Genes Cells. 2013 Nov;18(11):946-59. doi: 10.1111/gtc.12087. Epub 2013 Aug 13.
Proliferating cell nuclear antigen (PCNA) is loaded on chromatin upon initiation of the S phase and acts as a platform for a large number of proteins involved in chromosome duplication at the replication fork. As duplication is completed, PCNA dissociates from chromatin, and thus, chromatin-bound PCNA levels are regulated during the cell cycle. Although the mechanism of PCNA loading has been extensively investigated, the unloading mechanism has remained unclear. Here, we show that Elg1, an alternative replication factor C protein, is required for the regulation of chromatin-bound PCNA levels. When Elg1 was depleted by small interfering RNA, chromatin-bound PCNA levels were extremely increased during the S phase. The number of PCNA foci, regions in the nucleus normally representing DNA replication sites, was increased and PCNA remained on chromatin after DNA replication. Various chromatin-associated protein levels on chromatin were affected, and chromatin loop size was increased. During mitosis, cells with aberrant chromosomes and lagging chromosomes were frequently detected. Our findings suggest that Elg1 has an important role in maintaining chromosome integrity by regulating PCNA levels on chromatin, thereby acting as a PCNA unloading factor.

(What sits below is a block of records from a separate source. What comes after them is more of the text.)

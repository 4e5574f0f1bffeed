//! Game session tests - status transitions and lockout

use tui_2048::core::{Game, GridConfig, GridEngine, SimpleRng};
use tui_2048::types::{Direction, GameAction, GameStatus};

fn game(rows: &[[u8; 4]]) -> Game {
    Game::from_grid(GridEngine::from_levels(rows, SimpleRng::new(77)).unwrap())
}

#[test]
fn test_reaching_2048_wins_and_reports() {
    let mut game = game(&[[0, 0, 10, 10], [0; 4], [0; 4], [0; 4]]);
    game.apply(Direction::Right).unwrap();

    assert_eq!(game.status(), GameStatus::Won);
    let message = game.status().message(game.score()).unwrap();
    assert_eq!(message, format!("You Win! Your score: {}", game.score()));
    assert!(game.score() >= 2048 + 2);
}

#[test]
fn test_terminal_session_ignores_moves_until_restart() {
    let mut game = game(&[[1, 2, 1, 2], [2, 1, 2, 1], [1, 2, 1, 2], [2, 1, 2, 1]]);
    assert_eq!(game.status(), GameStatus::Lost);
    assert_eq!(
        game.status().message(game.score()).as_deref(),
        Some("You Lose! Your score: 48")
    );

    assert_eq!(game.apply_action(GameAction::Move(Direction::Down)).unwrap(), None);
    assert_eq!(game.moves(), 0);

    game.apply_action(GameAction::Restart).unwrap();
    assert_eq!(game.status(), GameStatus::Playing);
    assert_eq!(game.status().message(game.score()), None);
}

#[test]
fn test_move_that_fills_last_gap_can_lose() {
    // Left: [1,1,..] merges to 2, the spawn fills the only gap at (3, 0).
    // Either spawn level leaves no adjacent pair.
    let mut game = game(&[[1, 1, 3, 4], [5, 6, 7, 8], [3, 4, 5, 6], [7, 8, 9, 10]]);
    let outcome = game.apply(Direction::Left).unwrap().unwrap();

    assert_eq!(outcome.merges, 1);
    let spawn = outcome.spawned.unwrap();
    assert_eq!((spawn.x, spawn.y), (3, 0));
    assert_eq!(game.grid().empty_count(), 0);
    assert_eq!(game.status(), GameStatus::Lost);
}

#[test]
fn test_snapshot_tracks_session() {
    let mut game = Game::new(GridConfig::default(), 4242).unwrap();
    let mut snap = game.snapshot();
    assert_eq!(snap.size, 4);
    assert_eq!(snap.levels.iter().filter(|&&l| l != 0).count(), 2);

    for dir in Direction::ALL {
        game.apply(dir).unwrap();
    }
    game.snapshot_into(&mut snap);
    assert_eq!(snap.score, game.score());
    assert_eq!(snap.status, game.status());
    for y in 0..4 {
        for x in 0..4 {
            assert_eq!(snap.level(x, y), game.grid().level(x, y));
        }
    }
}
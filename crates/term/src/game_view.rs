//! GridView: maps a `core::GridSnapshot` into a terminal framebuffer.
//!
//! This module is pure (no I/O). It can be unit-tested.

use crate::core::GridSnapshot;
use crate::fb::{FrameBuffer, Rect, Rgb, Style};
use crate::types::{level_points, GameStatus};

/// Terminal viewport dimensions.
#[derive(Debug, Clone, Copy, PartialEq, Eq)]
pub struct Viewport {
    pub width: u16,
    pub height: u16,
}

impl Viewport {
    pub fn new(width: u16, height: u16) -> Self {
        Self { width, height }
    }
}

const FRAME: Rgb = Rgb::new(60, 60, 70);

/// Tile colour for a level: grey when empty, white past the palette.
pub fn level_color(level: u8) -> Rgb {
    match level {
        0 => Rgb::new(128, 128, 128),
        1 => Rgb::new(230, 230, 230),
        2 => Rgb::new(204, 230, 255),
        3 => Rgb::new(153, 204, 255),
        4 => Rgb::new(102, 179, 255),
        5 => Rgb::new(51, 153, 255),
        6 => Rgb::new(153, 255, 51),
        7 => Rgb::new(255, 153, 51),
        8 => Rgb::new(153, 51, 255),
        9 => Rgb::new(255, 51, 153),
        10 => Rgb::new(179, 255, 102),
        11 => Rgb::new(153, 77, 230),
        _ => Rgb::new(255, 255, 255),
    }
}

/// Tile text: the points, or blank when empty.
pub fn level_label(level: u8) -> String {
    if level == 0 {
        String::new()
    } else {
        level_points(level).to_string()
    }
}

/// A lightweight terminal renderer for the grid.
pub struct GridView {
    /// Tile width in terminal columns.
    tile_w: u16,
    /// Tile height in terminal rows.
    tile_h: u16,
}

impl Default for GridView {
    fn default() -> Self {
        // 7x3 keeps "2048" centered with room to spare at typical glyph aspect.
        Self { tile_w: 7, tile_h: 3 }
    }
}

impl GridView {
    pub fn new(tile_w: u16, tile_h: u16) -> Self {
        Self {
            tile_w: tile_w.max(1),
            tile_h: tile_h.max(1),
        }
    }

    /// Size of the bordered board in terminal cells, saturating at `u16::MAX`.
    pub fn board_extent(&self, grid_size: usize) -> (u16, u16) {
        let n = u16::try_from(grid_size).unwrap_or(u16::MAX);
        // One column/row of spacing between tiles and around the edge.
        let span = |tile: u16| n.saturating_mul(tile.saturating_add(1)).saturating_add(1);
        (span(self.tile_w), span(self.tile_h))
    }

    /// Render into an existing framebuffer, resizing it to the viewport.
    pub fn render_into(&self, snap: &GridSnapshot, viewport: Viewport, fb: &mut FrameBuffer) {
        fb.reset(viewport.width, viewport.height);

        let (board_w, board_h) = self.board_extent(snap.size);
        // Board plus the score line above it.
        let x = viewport.width.saturating_sub(board_w) / 2;
        let y = viewport.height.saturating_sub(board_h.saturating_add(2)) / 2 + 2;
        let board = Rect::new(x, y, board_w, board_h);

        // Centred over the visible part of the board.
        let visible_w = board.right().min(viewport.width) - board.x;
        let score = Rect::new(board.x, board.y - 2, visible_w, 1);
        fb.label(score, &format!("Score: {}", snap.score), Style::default().bold());

        fb.paint(board, Style::on(FRAME));
        self.draw_tiles(fb, snap, board);

        if let Some(message) = snap.status.message(snap.score) {
            draw_banner(fb, snap.status, &message, board);
        }

        let help_y = board.bottom().saturating_add(1);
        if help_y < viewport.height {
            let help = Rect::new(0, help_y, viewport.width, 1);
            fb.label(help, HELP, Style::plain(Rgb::new(120, 120, 120)));
        }
    }

    /// Convenience helper that allocates a new framebuffer.
    pub fn render(&self, snap: &GridSnapshot, viewport: Viewport) -> FrameBuffer {
        let mut fb = FrameBuffer::new(viewport.width, viewport.height);
        self.render_into(snap, viewport, &mut fb);
        fb
    }

    /// Tile area for grid slot `(gx, gy)`; `None` if its origin is past `u16::MAX`.
    fn tile_rect(&self, board: Rect, gx: usize, gy: usize) -> Option<Rect> {
        let offset = |g: usize, tile: u16| {
            u16::try_from(g)
                .ok()?
                .checked_mul(tile.checked_add(1)?)?
                .checked_add(1)
        };
        let x = board.x.checked_add(offset(gx, self.tile_w)?)?;
        let y = board.y.checked_add(offset(gy, self.tile_h)?)?;
        Some(Rect::new(x, y, self.tile_w, self.tile_h))
    }

    fn draw_tiles(&self, fb: &mut FrameBuffer, snap: &GridSnapshot, board: Rect) {
        for gy in 0..snap.size {
            match self.tile_rect(board, 0, gy) {
                Some(row) if row.y < fb.height() => {}
                _ => break,
            }
            for gx in 0..snap.size {
                let tile = match self.tile_rect(board, gx, gy) {
                    Some(tile) if tile.x < fb.width() => tile,
                    _ => break,
                };
                let level = snap.level(gx, gy).unwrap_or(0);
                let style = Style::on(level_color(level)).bold();
                fb.paint(tile, style);
                fb.label(tile, &level_label(level), style);
            }
        }
    }
}

const HELP: &str = "arrows/wasd move  r restart  q quit";

/// Win/lose message across the middle of the board.
fn draw_banner(fb: &mut FrameBuffer, status: GameStatus, message: &str, board: Rect) {
    let bg = match status {
        GameStatus::Won => Rgb::new(40, 120, 40),
        _ => Rgb::new(140, 30, 30),
    };
    let style = Style::on(bg).bold();
    let text = format!(" {} ", message);
    let w = u16::try_from(text.chars().count())
        .unwrap_or(u16::MAX)
        .min(board.w);
    let banner = Rect::new(
        board.x.saturating_add(board.w.saturating_sub(w) / 2),
        board.middle_row(),
        w,
        1,
    );
    fb.paint(banner, style);
    fb.label(banner, &text, style);
}
use argh::FromArgs;
use std::io::{self, IsTerminal};
use tinysh::{EditorReader, Interpreter, LineReader, PlainReader};
use tracing_subscriber::EnvFilter;

#[derive(FromArgs)]
/// A tiny interactive command interpreter.
struct Args {
    #[argh(option, default = "String::from(\"$ \")")]
    /// prompt printed before each line
    prompt: String,

    #[argh(switch)]
    /// read standard input without line editing, even on a terminal
    plain: bool,
}

fn main() {
    // Logging is silent unless RUST_LOG asks for it (e.g. RUST_LOG=tinysh=debug).
    tracing_subscriber::fmt()
        .with_env_filter(EnvFilter::from_default_env())
        .with_writer(io::stderr)
        .with_target(false)
        .init();

    let args: Args = argh::from_env();

    let mut reader: Box<dyn LineReader> = if args.plain || !io::stdin().is_terminal() {
        Box::new(PlainReader::new(io::stdin().lock(), io::stdout()))
    } else {
        match EditorReader::new() {
            Ok(editor) => Box::new(editor),
            Err(err) => {
                tracing::debug!("falling back to plain input: {:#}", err);
                Box::new(PlainReader::new(io::stdin().lock(), io::stdout()))
            }
        }
    };

    let code = Interpreter::new().repl(reader.as_mut(), &args.prompt);
    std::process::exit(code);
}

增殖细胞核抗原(PCNA)在 S 期开始时加载到染色质上,作为复制叉处涉及染色体复制的大量蛋白质的平台。当复制完成时,PCNA 从染色质上解离,因此,染色质结合的 PCNA 水平在细胞周期中受到调节。尽管已经广泛研究了 PCNA 的加载机制,但卸载机制仍不清楚。在这里,我们表明,替代复制因子 C 蛋白 Elg1 是调节染色质结合的 PCNA 水平所必需的。当 Elg1 被小干扰 RNA 耗尽时,染色质结合的 PCNA 水平在 S 期极度增加。PCNA 焦点(核内通常代表 DNA 复制位点的区域)的数量增加,并且 DNA 复制后 PCNA 仍留在染色质上。各种染色质相关蛋白的水平受到影响,染色质环的大小增加。在有丝分裂期间,经常检测到具有异常染色体和滞后染色体的细胞。我们的研究结果表明,Elg1 通过调节染色质上的 PCNA 水平在维持染色体完整性方面起着重要作用,因此它是一种 PCNA 卸载因子。